The Cost Of A Carton Of Eggs In 1990 Has Our Wallets Weeping
It's strange to think that something as simple as eggs has become a source of controversy, but looking back on the egg prices in the 1990s helps you understand where people are coming from. While the furor has died off a bit as prices have come back down to Earth, for years, the price of eggs has been a major economic talking point.
As post-pandemic food inflation strained people's wallets, egg prices hit almost $5 per dozen in 2023, and even went above that in 2025. While there is a lot to talk about around why eggs have gotten so much more expensive, it's hard to focus when you realize that same carton of eggs was less than $1.25 in 1990.

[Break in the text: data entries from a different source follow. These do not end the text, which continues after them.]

//! REST API for card validation.
//!
//! | Method | Path | Description |
//! |--------|------|-------------|
//! | `POST` | `/api/v1/validate` | Validate (and enrich) one card number |
//! | `GET` | `/health` | Liveness check |
//! | `GET` | `/swagger-ui` | Interactive API documentation |
//! | `GET` | `/metrics` | Prometheus metrics, when enabled |
//!
//! [`router`] and [`router_with_metrics`] build the complete application so
//! it can be served by the `card-validator-server` binary or driven
//! in-process by tests.

use std::time::Instant;

use axum::{
    extract::{MatchedPath, Request, State},
    http::{header, HeaderName, HeaderValue, Method, StatusCode},
    middleware::{self, Next},
    response::{IntoResponse, Json, Response},
    routing::{get, post},
    Router,
};
use serde::{Deserialize, Serialize};
use tower_http::{
    cors::{Any, CorsLayer},
    request_id::{MakeRequestUuid, PropagateRequestIdLayer, SetRequestIdLayer},
    trace::TraceLayer,
};
use utoipa::{OpenApi, ToSchema};
use utoipa_swagger_ui::SwaggerUi;

use crate::card::{BankInfo, CardType, CountryInfo, ValidationResult};
use crate::error::SanitizeError;
use crate::metrics::Metrics;
use crate::validate::Validator;

/// Header carrying the per-request identifier.
pub const REQUEST_ID_HEADER: &str = "x-request-id";

#[derive(OpenApi)]
#[openapi(
    info(
        title = "Card Validator API",
        description = "Payment card validation: sanitization, network detection, Luhn checksum and best-effort BIN enrichment.",
        license(name = "MIT")
    ),
    tags(
        (name = "Validation", description = "Card number validation endpoints"),
        (name = "System", description = "Health and status endpoints")
    ),
    paths(validate_card, health),
    components(schemas(
        ValidateRequest,
        ValidationResult,
        CardType,
        CountryInfo,
        BankInfo,
        ErrorResponse,
        HealthResponse,
    ))
)]
struct ApiDoc;

/// Body of `POST /api/v1/validate`.
#[derive(Debug, Deserialize, ToSchema)]
#[schema(example = json!({"card_number": "4111 1111 1111 1111"}))]
pub struct ValidateRequest {
    /// Card number to validate. Separators such as spaces or dashes are ignored.
    pub card_number: String,
}

/// Error body returned for rejected requests.
#[derive(Debug, Serialize, Deserialize, ToSchema)]
pub struct ErrorResponse {
    /// Human-readable reason.
    pub error: String,
}

/// Body of `GET /health`.
#[derive(Debug, Serialize, Deserialize, ToSchema)]
pub struct HealthResponse {
    /// Service status, always `healthy`.
    pub status: String,
    /// Crate version.
    pub version: String,
}

/// Errors a handler can answer with.
#[derive(Debug, thiserror::Error)]
pub enum ApiError {
    /// `card_number` was missing or empty.
    #[error("card number is required")]
    MissingCardNumber,
    /// The input could not be sanitized.
    #[error(transparent)]
    Sanitize(#[from] SanitizeError),
}

impl ApiError {
    fn status(&self) -> StatusCode {
        match self {
            Self::MissingCardNumber => StatusCode::BAD_REQUEST,
            Self::Sanitize(_) => StatusCode::UNPROCESSABLE_ENTITY,
        }
    }
}

impl IntoResponse for ApiError {
    fn into_response(self) -> Response {
        let body = ErrorResponse {
            error: self.to_string(),
        };
        (self.status(), Json(body)).into_response()
    }
}

/// Validate a card number
#[utoipa::path(
    post,
    path = "/api/v1/validate",
    request_body = ValidateRequest,
    responses(
        (status = 200, description = "Validation result", body = ValidationResult),
        (status = 400, description = "Card number missing", body = ErrorResponse),
        (status = 422, description = "Card number could not be sanitized", body = ErrorResponse)
    ),
    tag = "Validation"
)]
async fn validate_card(
    State(validator): State<Validator>,
    Json(req): Json<ValidateRequest>,
) -> Result<Json<ValidationResult>, ApiError> {
    if req.card_number.is_empty() {
        return Err(ApiError::MissingCardNumber);
    }

    let result = validator.validate_card(&req.card_number).await.map_err(|e| {
        tracing::debug!(error = %e, "rejected card number");
        e
    })?;
    Ok(Json(result))
}

/// Health check
#[utoipa::path(
    get,
    path = "/health",
    responses(
        (status = 200, description = "Service is healthy", body = HealthResponse)
    ),
    tag = "System"
)]
async fn health() -> Json<HealthResponse> {
    Json(HealthResponse {
        status: "healthy".to_string(),
        version: env!("CARGO_PKG_VERSION").to_string(),
    })
}

async fn metrics_text(State(metrics): State<Metrics>) -> Response {
    match metrics.render() {
        Ok(body) => (
            [(
                header::CONTENT_TYPE,
                HeaderValue::from_static("text/plain; version=0.0.4"),
            )],
            body,
        )
            .into_response(),
        Err(e) => {
            tracing::error!(error = %e, "failed to encode metrics");
            StatusCode::INTERNAL_SERVER_ERROR.into_response()
        }
    }
}

async fn track_metrics(State(metrics): State<Metrics>, req: Request, next: Next) -> Response {
    let method = req.method().clone();
    let endpoint = req
        .extensions()
        .get::<MatchedPath>()
        .map(|path| path.as_str().to_owned())
        .unwrap_or_else(|| req.uri().path().to_owned());

    let start = Instant::now();
    let response = next.run(req).await;
    metrics.observe(method.as_str(), &endpoint, response.status(), start.elapsed());
    response
}

/// Builds the application router with documentation and middleware.
pub fn router(validator: Validator) -> Router {
    build(validator, None)
}

/// Like [`router`], with request metrics recorded into `metrics` and
/// served at `/metrics`.
pub fn router_with_metrics(validator: Validator, metrics: Metrics) -> Router {
    build(validator, Some(metrics))
}

fn build(validator: Validator, metrics: Option<Metrics>) -> Router {
    let request_id = HeaderName::from_static(REQUEST_ID_HEADER);

    let cors = CorsLayer::new()
        .allow_methods([Method::GET, Method::POST, Method::OPTIONS])
        .allow_headers([header::CONTENT_TYPE, header::ACCEPT])
        .allow_origin(Any);

    let mut app = Router::new()
        .merge(SwaggerUi::new("/swagger-ui").url("/api-docs/openapi.json", ApiDoc::openapi()))
        .route("/api/v1/validate", post(validate_card))
        .route("/health", get(health))
        .with_state(validator);

    if let Some(metrics) = metrics {
        app = app
            .route("/metrics", get(metrics_text).with_state(metrics.clone()))
            .route_layer(middleware::from_fn_with_state(metrics, track_metrics));
    }

    app.layer(cors)
        .layer(PropagateRequestIdLayer::new(request_id.clone()))
        .layer(TraceLayer::new_for_http())
        .layer(SetRequestIdLayer::new(request_id, MakeRequestUuid))
}

/// Returns the OpenAPI document served at `/api-docs/openapi.json`.
pub fn openapi() -> utoipa::openapi::OpenApi {
    ApiDoc::openapi()
}
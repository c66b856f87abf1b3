//! Input sanitization.
//!
//! Raw input may contain any mix of digits, separators, and other text.
//! Sanitization keeps the ASCII digits in order and drops everything else,
//! then applies the length bounds. The bounds are a heuristic filter, not a
//! strict ISO/IEC 7812 rule: 13 and 19 are both accepted.

use crate::card::{MAX_CARD_DIGITS, MIN_CARD_DIGITS};
use crate::error::SanitizeError;

/// Removes every character that is not an ASCII digit.
///
/// # Example
///
/// ```
/// use card_validator::sanitize::strip_non_digits;
///
/// assert_eq!(strip_non_digits("4111-1111 1111.1111"), "4111111111111111");
/// assert_eq!(strip_non_digits("no digits"), "");
/// ```
#[inline]
pub fn strip_non_digits(raw: &str) -> String {
    raw.chars().filter(|c| c.is_ascii_digit()).collect()
}

/// Normalizes raw input into a canonical digit string.
///
/// # Errors
///
/// * `InvalidFormat` - no digits remain after stripping
/// * `TooShort` / `TooLong` - digit count outside 13..=19
///
/// # Example
///
/// ```
/// use card_validator::{sanitize, SanitizeError};
///
/// assert_eq!(sanitize("4111 1111 1111 1111").unwrap(), "4111111111111111");
/// assert_eq!(sanitize("").unwrap_err(), SanitizeError::InvalidFormat);
/// assert!(sanitize("1234").unwrap_err().is_invalid_length());
/// ```
pub fn sanitize(raw: &str) -> Result<String, SanitizeError> {
    let digits = strip_non_digits(raw);
    let length = digits.len();

    if length == 0 {
        return Err(SanitizeError::InvalidFormat);
    }

    if length < MIN_CARD_DIGITS {
        return Err(SanitizeError::TooShort {
            length,
            minimum: MIN_CARD_DIGITS,
        });
    }

    if length > MAX_CARD_DIGITS {
        return Err(SanitizeError::TooLong {
            length,
            maximum: MAX_CARD_DIGITS,
        });
    }

    Ok(digits)
}
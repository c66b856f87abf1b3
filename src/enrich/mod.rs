//! BIN (Bank Identification Number) enrichment.
//!
//! This module provides a pluggable interface for looking up issuer
//! metadata from the first six digits of a card number. Lookups are best
//! effort: the validator logs failures and keeps the locally computed result.
//!
//! Two implementations ship with the crate:
//!
//! - [`HttpBinLookup`] - queries a binlist-compatible HTTP service
//! - [`MemoryBinLookup`] - in-memory table, single BINs and BIN ranges
//!
//! # Example
//!
//! ```rust,no_run
//! use card_validator::enrich::{BinLookup, HttpBinLookup};
//!
//! # async fn run() -> Result<(), card_validator::EnrichmentError> {
//! let lookup = HttpBinLookup::try_from("https://lookup.binlist.net")?;
//! let info = lookup.lookup("457173").await?;
//! println!("Issuer: {}", info.bank.name);
//! # Ok(())
//! # }
//! ```

mod http;
mod memory;

pub use http::HttpBinLookup;
pub use memory::{BinRange, MemoryBinLookup, MemoryBinLookupBuilder};

use async_trait::async_trait;
use serde::{Deserialize, Serialize};

use crate::card::{BankInfo, CountryInfo, ValidationResult, BIN_LENGTH};
use crate::error::EnrichmentError;

/// Trait for issuer metadata sources.
///
/// Implementations must be safe to call from many tasks at once and must
/// not keep per-call state.
#[async_trait]
pub trait BinLookup: Send + Sync {
    /// Looks up issuer data for a six-digit BIN.
    async fn lookup(&self, bin: &str) -> Result<EnrichmentResult, EnrichmentError>;
}

/// Issuer metadata mapped onto the result shape.
#[derive(Debug, Clone, Default, PartialEq)]
pub struct EnrichmentResult {
    /// Payment scheme, e.g. `visa`.
    pub scheme: String,
    /// Card kind, e.g. `debit`.
    pub card_kind: String,
    /// Product brand, e.g. `Visa/Dankort`.
    pub card_brand: String,
    /// Issuer country.
    pub country: CountryInfo,
    /// Issuing bank.
    pub bank: BankInfo,
}

impl EnrichmentResult {
    /// Copies the enrichment fields onto a validation result.
    ///
    /// Base fields (`valid`, `card_type`, `bin`, ...) are left untouched.
    pub fn apply_to(self, result: &mut ValidationResult) {
        result.scheme = self.scheme;
        result.card_kind = self.card_kind;
        result.card_brand = self.card_brand;
        result.country = self.country;
        result.bank = self.bank;
    }
}

/// Payload returned by a binlist-compatible service.
///
/// Every field is optional; missing or `null` values map to empty strings
/// and zero coordinates.
#[derive(Debug, Clone, Default, PartialEq, Serialize, Deserialize)]
#[serde(default)]
pub struct BinLookupResponse {
    /// Payment scheme.
    pub scheme: Option<String>,
    /// Card kind (`debit`, `credit`).
    #[serde(rename = "type")]
    pub kind: Option<String>,
    /// Product brand.
    pub brand: Option<String>,
    /// Issuer country.
    pub country: Option<CountryPayload>,
    /// Issuing bank.
    pub bank: Option<BankPayload>,
}

/// Country object of a [`BinLookupResponse`].
#[derive(Debug, Clone, Default, PartialEq, Serialize, Deserialize)]
#[serde(default)]
pub struct CountryPayload {
    /// Country name.
    pub name: Option<String>,
    /// ISO 3166-1 alpha-2 code.
    pub alpha2: Option<String>,
    /// Currency code.
    pub currency: Option<String>,
    /// Flag emoji.
    pub emoji: Option<String>,
    /// Latitude.
    pub latitude: Option<f64>,
    /// Longitude.
    pub longitude: Option<f64>,
}

/// Bank object of a [`BinLookupResponse`].
#[derive(Debug, Clone, Default, PartialEq, Eq, Serialize, Deserialize)]
#[serde(default)]
pub struct BankPayload {
    /// Bank name.
    pub name: Option<String>,
    /// Bank website.
    pub url: Option<String>,
    /// Phone number.
    pub phone: Option<String>,
}

impl From<BinLookupResponse> for EnrichmentResult {
    fn from(payload: BinLookupResponse) -> Self {
        let country = payload.country.unwrap_or_default();
        let bank = payload.bank.unwrap_or_default();

        Self {
            scheme: payload.scheme.unwrap_or_default(),
            card_kind: payload.kind.unwrap_or_default(),
            card_brand: payload.brand.unwrap_or_default(),
            country: CountryInfo {
                name: country.name.unwrap_or_default(),
                alpha2: country.alpha2.unwrap_or_default(),
                currency: country.currency.unwrap_or_default(),
                emoji: country.emoji.unwrap_or_default(),
                latitude: country.latitude.unwrap_or_default(),
                longitude: country.longitude.unwrap_or_default(),
            },
            bank: BankInfo {
                name: bank.name.unwrap_or_default(),
                url: bank.url.unwrap_or_default(),
                phone: bank.phone.unwrap_or_default(),
            },
        }
    }
}

/// Checks that `bin` is exactly six ASCII digits.
pub(crate) fn check_bin(bin: &str) -> Result<(), EnrichmentError> {
    if bin.len() == BIN_LENGTH && bin.bytes().all(|b| b.is_ascii_digit()) {
        Ok(())
    } else {
        Err(EnrichmentError::InvalidBin {
            length: bin.chars().count(),
        })
    }
}
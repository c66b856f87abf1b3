//! Error types for card validation and BIN enrichment.
//!
//! `SanitizeError` is the only error a caller of `validate_card` ever sees.
//! `EnrichmentError` is recovered inside the engine and logged; it only
//! reaches callers that use a [`BinLookup`](crate::enrich::BinLookup) directly.

use std::time::Duration;

use reqwest::StatusCode;
use thiserror::Error;

/// Errors produced while turning raw input into a canonical digit string.
#[derive(Debug, Clone, PartialEq, Eq, Error)]
pub enum SanitizeError {
    /// No digits remained after stripping non-digit characters.
    #[error("invalid card number format: no digits found")]
    InvalidFormat,

    /// The card number has too few digits.
    #[error("card number too short: got {length} digits, minimum is {minimum}")]
    TooShort {
        /// The actual number of digits provided.
        length: usize,
        /// The minimum required digits (13).
        minimum: usize,
    },

    /// The card number has too many digits.
    #[error("card number too long: got {length} digits, maximum is {maximum}")]
    TooLong {
        /// The actual number of digits provided.
        length: usize,
        /// The maximum allowed digits (19).
        maximum: usize,
    },
}

impl SanitizeError {
    /// Returns true for `TooShort` and `TooLong`.
    #[inline]
    pub fn is_invalid_length(&self) -> bool {
        matches!(self, Self::TooShort { .. } | Self::TooLong { .. })
    }
}

/// Errors raised by a BIN lookup.
///
/// Every variant except `InvalidResponse` belongs to the lookup-failure
/// family, see [`EnrichmentError::is_lookup_failure`].
#[derive(Debug, Error)]
pub enum EnrichmentError {
    /// The BIN was not exactly six ASCII digits.
    #[error("invalid BIN: expected 6 digits, got {length} characters")]
    InvalidBin {
        /// Length of the rejected input.
        length: usize,
    },

    /// The configured service URL could not be parsed or joined.
    #[error("invalid BIN service URL: {0}")]
    InvalidUrl(#[from] url::ParseError),

    /// The HTTP client could not be constructed.
    #[error("failed to build HTTP client: {0}")]
    Client(#[source] reqwest::Error),

    /// Transport-level failure contacting the BIN service.
    #[error("BIN lookup failed: {0}")]
    LookupFailed(#[source] reqwest::Error),

    /// The lookup did not finish within the deadline.
    #[error("BIN lookup timed out after {0:?}")]
    Timeout(Duration),

    /// The BIN service answered with a non-200 status.
    #[error("BIN service returned status {0}")]
    UnexpectedStatus(StatusCode),

    /// The BIN is not present in the lookup source.
    #[error("no issuer data for BIN {0}")]
    NotFound(String),

    /// The response body could not be decoded.
    #[error("invalid BIN service response: {0}")]
    InvalidResponse(#[source] Box<dyn std::error::Error + Send + Sync>),
}

impl EnrichmentError {
    /// Returns true when the lookup source could not be reached or had no
    /// answer, as opposed to answering with an undecodable payload.
    pub fn is_lookup_failure(&self) -> bool {
        !matches!(self, Self::InvalidResponse(_))
    }
}

/// Rejected validator configuration.
#[derive(Debug, Clone, PartialEq, Eq, Error)]
pub enum ConfigError {
    /// The outbound timeout was zero.
    #[error("BIN lookup timeout must be greater than zero")]
    ZeroTimeout,

    /// Enrichment is enabled but no service URL was given.
    #[error("BIN service URL must not be empty when lookup is enabled")]
    EmptyServiceUrl,
}

/// Failure to construct a [`Validator`](crate::Validator).
#[derive(Debug, Error)]
pub enum BuildError {
    /// The configuration was rejected.
    #[error(transparent)]
    Config(#[from] ConfigError),

    /// The BIN lookup client could not be set up.
    #[error(transparent)]
    Lookup(#[from] EnrichmentError),
}
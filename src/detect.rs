//! Card network classification by length and prefix.
//!
//! Rules are checked in a fixed order and the first match wins. Mastercard,
//! Discover and JCB all use length 16, so their order decides overlapping
//! prefixes: Mastercard, then Discover, then JCB.
//!
//! # Performance
//!
//! Classification is O(1) using slice pattern matching on the leading bytes.

use crate::CardType;

/// Classifies a sanitized digit string into a card network.
///
/// Total over any input: strings shorter than 4 characters, or with
/// non-digit characters in the inspected prefix, map to `Unknown`.
///
/// | Network | Rule |
/// |---|---|
/// | Visa | first digit 4, length 13-19 |
/// | Mastercard | length 16, first digit 5 or prefix 2221-2720 |
/// | Discover | length 16, first digit 6 |
/// | Amex | length 15, prefix 34 or 37 |
/// | Diners Club | length 14, prefix 30, 36 or 38 |
/// | JCB | length 16, prefix 35 |
///
/// # Example
///
/// ```
/// use card_validator::{classify, CardType};
///
/// assert_eq!(classify("4111111111111111"), CardType::Visa);
/// assert_eq!(classify("378282246310005"), CardType::Amex);
/// assert_eq!(classify("123"), CardType::Unknown);
/// ```
pub fn classify(sanitized: &str) -> CardType {
    let digits = sanitized.as_bytes();
    let len = digits.len();

    if len < 4 {
        return CardType::Unknown;
    }

    match (len, digits) {
        // Visa: starts with 4
        (13..=19, [b'4', ..]) => CardType::Visa,

        // Mastercard: starts with 5
        (16, [b'5', ..]) => CardType::Mastercard,
        // Mastercard 2-series: 2221-2720
        (16, [b'2', b'2', b'2', b'1'..=b'9', ..]) => CardType::Mastercard, // 2221-2229
        (16, [b'2', b'2', b'3'..=b'9', b'0'..=b'9', ..]) => CardType::Mastercard, // 2230-2299
        (16, [b'2', b'3'..=b'6', b'0'..=b'9', b'0'..=b'9', ..]) => CardType::Mastercard, // 2300-2699
        (16, [b'2', b'7', b'0'..=b'1', b'0'..=b'9', ..]) => CardType::Mastercard, // 2700-2719
        (16, [b'2', b'7', b'2', b'0', ..]) => CardType::Mastercard, // 2720

        // Discover: starts with 6
        (16, [b'6', ..]) => CardType::Discover,

        // American Express: 34 or 37
        (15, [b'3', b'4' | b'7', ..]) => CardType::Amex,

        // Diners Club: 30, 36, 38
        (14, [b'3', b'0' | b'6' | b'8', ..]) => CardType::DinersClub,

        // JCB: 35
        (16, [b'3', b'5', ..]) => CardType::Jcb,

        _ => CardType::Unknown,
    }
}
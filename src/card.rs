//! Core card types for validation results.
//!
//! This module provides the `CardType` enum for identifying card networks
//! and the `ValidationResult` struct returned by every validation call,
//! together with the issuer metadata shapes filled in by BIN enrichment.

use serde::{Deserialize, Serialize};
use std::fmt;
use std::str::FromStr;
use zeroize::Zeroize;

/// Maximum number of digits in a card number.
pub const MAX_CARD_DIGITS: usize = 19;

/// Minimum number of digits in a card number.
pub const MIN_CARD_DIGITS: usize = 13;

/// Number of leading digits that make up a BIN.
pub const BIN_LENGTH: usize = 6;

/// Card networks recognized by the classifier.
///
/// `Unknown` is the default and the catch-all for any number whose
/// length/prefix combination matches no rule. It is never an error.
#[derive(Debug, Clone, Copy, PartialEq, Eq, Hash, Default, Serialize, Deserialize)]
#[cfg_attr(feature = "server", derive(utoipa::ToSchema))]
#[serde(rename_all = "snake_case")]
pub enum CardType {
    /// Visa - Prefix 4, length 13-19
    Visa,
    /// Mastercard - Prefix 5 or 2221-2720, length 16
    Mastercard,
    /// American Express - Prefix 34, 37, length 15
    Amex,
    /// Discover - Prefix 6, length 16
    Discover,
    /// Diners Club - Prefix 30, 36, 38, length 14
    DinersClub,
    /// JCB - Prefix 35, length 16
    Jcb,
    /// No rule matched.
    #[default]
    Unknown,
}

impl CardType {
    /// All variants, in classification order.
    pub const ALL: [CardType; 7] = [
        Self::Visa,
        Self::Mastercard,
        Self::Discover,
        Self::Amex,
        Self::DinersClub,
        Self::Jcb,
        Self::Unknown,
    ];

    /// Returns the wire identifier (`visa`, `diners_club`, ...).
    #[inline]
    pub const fn as_str(&self) -> &'static str {
        match self {
            Self::Visa => "visa",
            Self::Mastercard => "mastercard",
            Self::Amex => "amex",
            Self::Discover => "discover",
            Self::DinersClub => "diners_club",
            Self::Jcb => "jcb",
            Self::Unknown => "unknown",
        }
    }

    /// Returns a human-readable name for the card network.
    #[inline]
    pub const fn name(&self) -> &'static str {
        match self {
            Self::Visa => "Visa",
            Self::Mastercard => "Mastercard",
            Self::Amex => "American Express",
            Self::Discover => "Discover",
            Self::DinersClub => "Diners Club",
            Self::Jcb => "JCB",
            Self::Unknown => "Unknown",
        }
    }

    /// Returns true for every network except `Unknown`.
    #[inline]
    pub const fn is_known(&self) -> bool {
        !matches!(self, Self::Unknown)
    }
}

impl fmt::Display for CardType {
    fn fmt(&self, f: &mut fmt::Formatter<'_>) -> fmt::Result {
        f.write_str(self.as_str())
    }
}

/// Error returned when parsing an unrecognized card type name.
#[derive(Debug, Clone, PartialEq, Eq, thiserror::Error)]
#[error("unknown card type name: {0:?}")]
pub struct ParseCardTypeError(pub String);

impl FromStr for CardType {
    type Err = ParseCardTypeError;

    fn from_str(s: &str) -> Result<Self, Self::Err> {
        Self::ALL
            .iter()
            .copied()
            .find(|t| t.as_str().eq_ignore_ascii_case(s))
            .ok_or_else(|| ParseCardTypeError(s.to_string()))
    }
}

/// Geographical and currency information about the card issuer.
#[derive(Debug, Clone, Default, PartialEq, Serialize, Deserialize)]
#[cfg_attr(feature = "server", derive(utoipa::ToSchema))]
pub struct CountryInfo {
    /// Country name.
    pub name: String,
    /// ISO 3166-1 alpha-2 code.
    pub alpha2: String,
    /// ISO 4217 currency code.
    pub currency: String,
    /// Flag emoji.
    pub emoji: String,
    /// Approximate latitude.
    pub latitude: f64,
    /// Approximate longitude.
    pub longitude: f64,
}

/// Information about the issuing bank.
#[derive(Debug, Clone, Default, PartialEq, Eq, Serialize, Deserialize)]
#[cfg_attr(feature = "server", derive(utoipa::ToSchema))]
pub struct BankInfo {
    /// Bank name.
    pub name: String,
    /// Bank website.
    pub url: String,
    /// Customer service phone number.
    pub phone: String,
}

/// The outcome of validating one card number.
///
/// The base fields (`valid`, `card_type`, `card_number`, `bin`, `last_four`)
/// are always computed locally. The enrichment fields stay empty unless a
/// BIN lookup succeeded.
///
/// # Security
///
/// - `Debug` output shows the masked number only
/// - The card number is zeroed when the result is dropped
#[derive(Clone, Default, PartialEq, Serialize, Deserialize)]
#[cfg_attr(feature = "server", derive(utoipa::ToSchema))]
pub struct ValidationResult {
    /// Whether the number passed the Luhn checksum.
    pub valid: bool,
    /// Detected card network.
    pub card_type: CardType,
    /// Sanitized digits.
    pub card_number: String,
    /// Scheme reported by the BIN service.
    pub scheme: String,
    /// Brand reported by the BIN service.
    pub card_brand: String,
    /// Kind (debit/credit) reported by the BIN service.
    pub card_kind: String,
    /// Issuer country.
    pub country: CountryInfo,
    /// Issuing bank.
    pub bank: BankInfo,
    /// First six digits, empty when unavailable.
    pub bin: String,
    /// Last four digits.
    pub last_four: String,
}

impl ValidationResult {
    /// Builds the base (unenriched) result for a sanitized number.
    pub(crate) fn base(card_number: String, card_type: CardType, valid: bool) -> Self {
        Self {
            valid,
            card_type,
            bin: extract_bin(&card_number),
            last_four: extract_last_four(&card_number),
            card_number,
            scheme: String::new(),
            card_brand: String::new(),
            card_kind: String::new(),
            country: CountryInfo::default(),
            bank: BankInfo::default(),
        }
    }

    /// Returns true once any enrichment field has been filled in.
    pub fn is_enriched(&self) -> bool {
        !self.scheme.is_empty()
            || !self.card_brand.is_empty()
            || !self.card_kind.is_empty()
            || !self.country.name.is_empty()
            || !self.bank.name.is_empty()
    }

    /// Returns the card number masked for logs.
    pub fn masked(&self) -> String {
        crate::mask::mask_for_logging(&self.card_number)
    }
}

impl fmt::Debug for ValidationResult {
    fn fmt(&self, f: &mut fmt::Formatter<'_>) -> fmt::Result {
        f.debug_struct("ValidationResult")
            .field("valid", &self.valid)
            .field("card_type", &self.card_type)
            .field("card_number", &self.masked())
            .field("scheme", &self.scheme)
            .field("card_brand", &self.card_brand)
            .field("card_kind", &self.card_kind)
            .field("country", &self.country)
            .field("bank", &self.bank)
            .field("bin", &self.bin)
            .field("last_four", &self.last_four)
            .finish()
    }
}

impl Drop for ValidationResult {
    fn drop(&mut self) {
        self.card_number.zeroize();
    }
}

/// Returns the first six digits, or an empty string for shorter input.
#[inline]
pub fn extract_bin(card_number: &str) -> String {
    card_number
        .get(..BIN_LENGTH)
        .unwrap_or_default()
        .to_string()
}

/// Returns the last four digits, or the whole input when shorter.
#[inline]
pub fn extract_last_four(card_number: &str) -> String {
    let len = card_number.len();
    if len < 4 {
        return card_number.to_string();
    }
    card_number
        .get(len - 4..)
        .unwrap_or(card_number)
        .to_string()
}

Now, obviously, part of that is just normal inflation. One dollar in 1990 would be the equivalent of roughly $2.46 today, compared to a normal person's wages. In February 2025, they were $5.90 on average, the equivalent of $2.40 in 1990, or roughly $1.40 more than what they actually cost. The most recent data from December 2025 has current prices for a carton of one dozen large grade A eggs (not AA) at an average of $2.72. That's not terrible, all things considered, but eggs have also historically been much more stable in price than they've been recently.
How were eggs so inexpensive in 1990?
What's perhaps ironic about the increasingly erratic price of eggs is that it's mostly a direct result of the reason eggs were so cheap to begin with. Egg prices were quite stable month-to-month up until the 2000s, but since the 2010s, price spikes have become more common.
That's because of bird flu. While food inflation has pushed the price of everything up, eggs have jumped in price more because recent outbreaks of bird flu have devastated the population of egg-laying chickens in the U.S. When the flu, also called H5N1, hits a flock, farms must kill all the chickens in response to keep it from spreading. In the most recent outbreak, that meant the country lost 158 million chickens, which led to a 25% decline in population overall. That's a big negative supply shock at the same time egg demand was at record highs.
What does that have to do with the cheap eggs of the 90s? Factory farming. Egg production used to be spread out over thousands of family farms, but by the 1960s, most were being produced on factory farms. Over time, those farms got bigger, and many now house hundreds of thousands of birds at once. That industrialization of the process made eggs into a cheap commodity, but cramming more and more chickens into larger farms has also made bird flu outbreaks worse, adding to rising costs.